===== Study material =====

use crossterm::event::{KeyCode, KeyEvent, KeyEventKind};
use ratatui::{prelude::*, widgets::*, Frame};
use tokio::sync::mpsc::UnboundedSender;

use crate::state_store::{action::Action, State};
use crate::ui_management::components::{
    input_box::{self, InputBox},
    usage::{HasUsageInfo, KeyBinding, UsageInfo},
    Component, ComponentRender,
};

use super::super::section::SectionActivation;

struct Props {
    /// Name this client joined under, once the server confirmed it
    joined_as: Option<String>,
}

impl From<&State> for Props {
    fn from(state: &State) -> Self {
        Props {
            joined_as: state.username.clone().filter(|_| state.has_joined()),
        }
    }
}

pub struct NameInput {
    action_tx: UnboundedSender<Action>,
    /// State Mapped NameInput Props
    props: Props,
    // Internal State for the Component
    input_box: InputBox,
}

impl NameInput {
    fn submit_name(&mut self) {
        if self.input_box.is_empty() {
            return;
        }

        let _ = self.action_tx.send(Action::Join {
            name: String::from(self.input_box.text()),
        });

        self.input_box.reset();
    }
}

impl Component for NameInput {
    fn new(state: &State, action_tx: UnboundedSender<Action>) -> Self {
        Self {
            action_tx,
            props: Props::from(state),
            //
            input_box: InputBox::default(),
        }
    }

    fn move_with_state(self, state: &State) -> Self
    where
        Self: Sized,
    {
        Self {
            props: Props::from(state),
            ..self
        }
    }

    fn name(&self) -> &str {
        "Name Input"
    }

    fn handle_key_event(&mut self, key: KeyEvent) {
        if key.kind != KeyEventKind::Press || self.props.joined_as.is_some() {
            return;
        }

        if key.code == KeyCode::Enter {
            self.submit_name();
        } else {
            self.input_box.handle_key_event(key);
        }
    }
}

impl SectionActivation for NameInput {
    fn activate(&mut self) {}

    fn deactivate(&mut self) {
        self.input_box.reset();
    }
}

pub struct RenderProps {
    pub area: Rect,
    pub border_color: Color,
    pub show_cursor: bool,
}

impl ComponentRender<RenderProps> for NameInput {
    fn render<B: Backend>(&self, frame: &mut Frame<B>, props: RenderProps) {
        match self.props.joined_as.as_ref() {
            Some(name) => {
                let joined = Paragraph::new(Line::from(vec![
                    "Joined as ".into(),
                    Span::from(name.clone()).bold(),
                ]))
                .block(
                    Block::default()
                        .borders(Borders::ALL)
                        .border_style(Style::default().fg(props.border_color))
                        .title("Name"),
                );
                frame.render_widget(joined, props.area);
            }
            None => self.input_box.render(
                frame,
                input_box::RenderProps {
                    title: "Name",
                    placeholder: "Press e to enter your name",
                    area: props.area,
                    border_color: props.border_color,
                    show_cursor: props.show_cursor,
                },
            ),
        }
    }
}

impl HasUsageInfo for NameInput {
    fn usage_info(&self) -> UsageInfo {
        match self.props.joined_as.as_ref() {
            Some(name) => UsageInfo {
                description: Some(format!("You are in the session as {}", name)),
                bindings: vec![KeyBinding::new(&["Esc"], "to go back")],
            },
            None => UsageInfo {
                description: Some("Type the name the others will see".into()),
                bindings: vec![
                    KeyBinding::new(&["Esc"], "to cancel"),
                    KeyBinding::new(&["Enter"], "to join"),
                ],
            },
        }
    }
}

=====

Work request = Filter the listing above for the string "KeyEventKind" and copy every matching line.

Answer to this exercise =
use crossterm::event::{KeyCode, KeyEvent, KeyEventKind};
        if key.kind != KeyEventKind::Press || self.props.joined_as.is_some() {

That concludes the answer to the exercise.